‘I have fought the good fight, I have finished the race, I have kept the faith’ (2 Timothy 4:7)
2016 saw the death of many prominent people - one being Helen Roseveare.
A Cambridge graduate in medicine, Helen felt called to work as a Christian missionary.
In mid-March of 1953, she arrived in what was then Belgian Congo where she later
founded a training school for nurses. In 1955, she was transferred to run an abandoned maternity and leprosy centre, with no other medical help for 150 miles.
She was the doctor, but also project manager, brick-layer, mechanic, nurse, mid-wife and evangelist.
Congo became independent; civil war broke out; one day rebel soldiers turned up. They destroyed the medical facilities, and imprisoned Helen. She describes what happened after she tried to escape:
“They found me, dragged me to my feet, struck me over head and shoulders, flung me on the ground, kicked me - the sickening searing pain of a broken tooth, a mouth full of sticky blood, my glasses gone. Beyond sense, numb with horror and unknown fear.”

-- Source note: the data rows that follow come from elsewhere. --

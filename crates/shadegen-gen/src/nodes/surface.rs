//! The `surface` node on hardware targets: the light loop.
//!
//! The BSDF and EDF closures feeding the surface are not emitted in the
//! body of the shader. They are emitted here, once per evaluation
//! direction, each time under the matching closure context.

use shadegen_core::{Type, Value};

use crate::context::{ClosureContext, ClosureKind, GenContext};
use crate::error::{GenError, Result};
use crate::generator::hw::Dialect;
use crate::generator::{emit_node_call, input_expression, output_declaration, output_variable};
use crate::graph::{ShaderGraph, ShaderNode, ShaderPort};
use crate::options::SpecularEnvironmentMethod;
use crate::stage::{block, Brackets, ShaderStage, PIXEL_STAGE, VERTEX_STAGE};

/// Whether a surface node lets light through.
pub fn is_transparent(node: &ShaderNode) -> bool {
    node.input("opacity").is_some_and(|opacity| {
        opacity.is_connected() || opacity.value.as_ref().and_then(Value::as_float).is_some_and(|v| v < 1.0)
    })
}

#[derive(Debug)]
pub struct SurfaceNode {
    name: String,
}

impl SurfaceNode {
    pub fn new(name: &str) -> Self {
        Self { name: name.to_string() }
    }

    pub fn name(&self) -> &str {
        &self.name
    }

    pub fn create_variables(&self, ctx: &GenContext, stages: &mut [ShaderStage]) -> Result<()> {
        for stage in stages.iter_mut() {
            if stage.name == VERTEX_STAGE {
                let inputs = stage.block_mut(block::VERTEX_INPUTS)?;
                inputs.add(ShaderPort::new("i_position", Type::Vector3));
                inputs.add(ShaderPort::new("i_normal", Type::Vector3));
                stage
                    .block_mut(block::PRIVATE_UNIFORMS)?
                    .add(ShaderPort::new("u_worldInverseTransposeMatrix", Type::Matrix44));
            } else if stage.name == PIXEL_STAGE {
                let uniforms = stage.block_mut(block::PRIVATE_UNIFORMS)?;
                uniforms.add(ShaderPort::new("u_viewPosition", Type::Vector3));
                uniforms.add(ShaderPort::new("u_numActiveLightSources", Type::Integer).with_value(Value::Integer(0)));
                if ctx.options.hw_specular_environment_method != SpecularEnvironmentMethod::None {
                    uniforms.add(ShaderPort::new("u_envMatrix", Type::Matrix44));
                    uniforms.add(ShaderPort::new("u_envRadiance", Type::Filename));
                    uniforms.add(ShaderPort::new("u_envRadianceMips", Type::Integer).with_value(Value::Integer(1)));
                    uniforms.add(ShaderPort::new("u_envRadianceSamples", Type::Integer).with_value(Value::Integer(16)));
                    uniforms.add(ShaderPort::new("u_envIrradiance", Type::Filename));
                }
            }
            let data = stage.block_mut(block::VERTEX_DATA)?;
            data.add(ShaderPort::new("positionWorld", Type::Vector3));
            data.add(ShaderPort::new("normalWorld", Type::Vector3));
        }
        Ok(())
    }

    pub fn emit_function_call(
        &self,
        node: &ShaderNode,
        graph: &ShaderGraph,
        ctx: &mut GenContext,
        stage: &mut ShaderStage,
    ) -> Result<()> {
        let dialect = Dialect::of(ctx.target()).ok_or_else(|| {
            GenError::generation(format!("surface node '{}' needs a hardware target", node.name))
        })?;
        if stage.name == VERTEX_STAGE {
            self.emit_vertex(dialect, stage)
        } else {
            self.emit_pixel(node, graph, ctx, dialect, stage)
        }
    }

    fn emit_vertex(&self, dialect: Dialect, stage: &mut ShaderStage) -> Result<()> {
        let vertex_data = stage.block(block::VERTEX_DATA)?;
        let position = vertex_data.access("positionWorld")?;
        let normal = vertex_data.access("normalWorld")?;
        if stage.mark_assigned(&position) {
            stage.add_line(&format!("{position} = hPositionWorld.xyz"), true);
        }
        if stage.mark_assigned(&normal) {
            let transformed = dialect.transform("u_worldInverseTransposeMatrix", &dialect.vec4("i_normal", "0.0"));
            stage.add_line(&format!("{normal} = normalize({transformed}.xyz)"), true);
        }
        Ok(())
    }

    fn emit_pixel(
        &self,
        node: &ShaderNode,
        graph: &ShaderGraph,
        ctx: &mut GenContext,
        dialect: Dialect,
        stage: &mut ShaderStage,
    ) -> Result<()> {
        let syntax = ctx.syntax();
        let vec3 = syntax.type_name(Type::Vector3)?.to_string();
        let float = syntax.type_name(Type::Float)?.to_string();
        let out = output_variable(graph, node, 0, ctx)?;
        let decl = output_declaration(graph, node, 0, ctx)?;
        stage.add_line(&format!("{decl} = {}", syntax.default_value(Type::SurfaceShader, false)?), true);

        let vertex_data = stage.block(block::VERTEX_DATA)?;
        let position = vertex_data.access("positionWorld")?;
        let normal = vertex_data.access("normalWorld")?;
        let bsdf = node.input_index("bsdf");
        let edf = node.input_index("edf");
        let connected = |index: Option<usize>| index.filter(|&i| node.inputs[i].is_connected());

        stage.begin_scope(Brackets::Braces);
        stage.add_line(&format!("{vec3} N = normalize({normal})"), true);
        stage.add_line(&format!("{vec3} V = normalize(u_viewPosition - {position})"), true);
        stage.add_line(&format!("{vec3} P = {position}"), true);
        let opacity = match node.input_index("opacity") {
            Some(index) => input_expression(graph, node, index, ctx)?,
            None => "1.0".to_string(),
        };
        stage.add_line(&format!("{float} surfaceOpacity = {opacity}"), true);
        stage.add_line(&format!("{float} occlusion = 1.0"), true);
        stage.new_line();

        if let Some(bsdf) = connected(bsdf) {
            stage.add_comment("Light loop");
            stage.add_line("int numLights = numActiveLightSources()", true);
            stage.add_line(&format!("{} lightShader", syntax.type_name(Type::LightShader)?), true);
            stage.add_line(
                "for (int activeLightIndex = 0; activeLightIndex < numLights; ++activeLightIndex)",
                false,
            );
            stage.begin_scope(Brackets::Braces);
            stage.add_line(
                &format!("sampleLightSource(u_lightData[activeLightIndex], {position}, lightShader)"),
                true,
            );
            stage.add_line(&format!("{vec3} L = lightShader.direction"), true);
            stage.new_line();
            stage.add_comment("Calculate the BSDF response for this light source");
            self.emit_closures(node, graph, ClosureKind::Reflection, ctx, stage)?;
            stage.new_line();
            let value = input_expression(graph, node, bsdf, ctx)?;
            stage.add_comment("Accumulate the light's contribution");
            stage.add_line(&format!("{out}.color += lightShader.intensity * {value}"), true);
            stage.end_scope(false)?;
            stage.new_line();

            if ctx.options.hw_specular_environment_method != SpecularEnvironmentMethod::None {
                stage.add_comment("Add environment contribution");
                stage.begin_scope(Brackets::Braces);
                self.emit_closures(node, graph, ClosureKind::Indirect, ctx, stage)?;
                stage.new_line();
                let value = input_expression(graph, node, bsdf, ctx)?;
                stage.add_line(&format!("{out}.color += occlusion * {value}"), true);
                stage.end_scope(false)?;
                stage.new_line();
            }
        }

        if let Some(edf) = connected(edf) {
            stage.add_comment("Add surface emission");
            stage.begin_scope(Brackets::Braces);
            self.emit_closures(node, graph, ClosureKind::Emission, ctx, stage)?;
            let value = input_expression(graph, node, edf, ctx)?;
            stage.add_line(&format!("{out}.color += {value}"), true);
            stage.end_scope(false)?;
            stage.new_line();
        }

        if let Some(bsdf) = connected(bsdf) {
            stage.add_comment("Calculate the BSDF transmission for viewing direction");
            stage.begin_scope(Brackets::Braces);
            self.emit_closures(node, graph, ClosureKind::Transmission, ctx, stage)?;
            let value = input_expression(graph, node, bsdf, ctx)?;
            stage.add_line(&format!("{out}.transparency += {value}"), true);
            stage.end_scope(false)?;
            stage.new_line();
        }

        stage.add_line(&format!("{out}.color *= surfaceOpacity"), true);
        stage.add_line(
            &format!(
                "{out}.transparency = {}({vec3}(1.0), {out}.transparency, surfaceOpacity)",
                dialect.mix()
            ),
            true,
        );
        stage.end_scope(false)?;
        Ok(())
    }

    /// Emit the closures used by the surface in `kind`'s context, in
    /// dependency order.
    fn emit_closures(
        &self,
        node: &ShaderNode,
        graph: &ShaderGraph,
        kind: ClosureKind,
        ctx: &mut GenContext,
        stage: &mut ShaderStage,
    ) -> Result<()> {
        ctx.push_closure_context(ClosureContext::new(kind));
        let result = graph
            .ordered_nodes()
            .filter(|n| node.used_closures.contains(&n.id))
            .try_for_each(|closure| emit_node_call(graph, closure, ctx, stage));
        ctx.pop_closure_context();
        result
    }
}

#[cfg(test)]
mod tests {
    use super::*;
    use crate::graph::node::tests_support::make_node;

    #[test]
    fn transparency_follows_opacity() {
        let mut node = make_node("surface", &["opacity"], Type::Float);
        node.inputs[0].value = Some(Value::Float(1.0));
        assert!(!is_transparent(&node));
        node.inputs[0].value = Some(Value::Float(0.5));
        assert!(is_transparent(&node));
    }
}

On October 29, 1964, Helen was brutally raped.
She later pointed to God’s goodness despite this great evil: “Through the brutal heart-breaking experience, God met with me with outstretched arms of love. He was so utterly there, so totally understanding, and suddenly I knew that His love was unutterably sufficient.”
After five months, she was liberated, but in March 1966 was back, establishing yet another medical centre.
She counted it a privilege to suffer for her Lord. She died on December 7, 2016, aged 91. She had finished the race.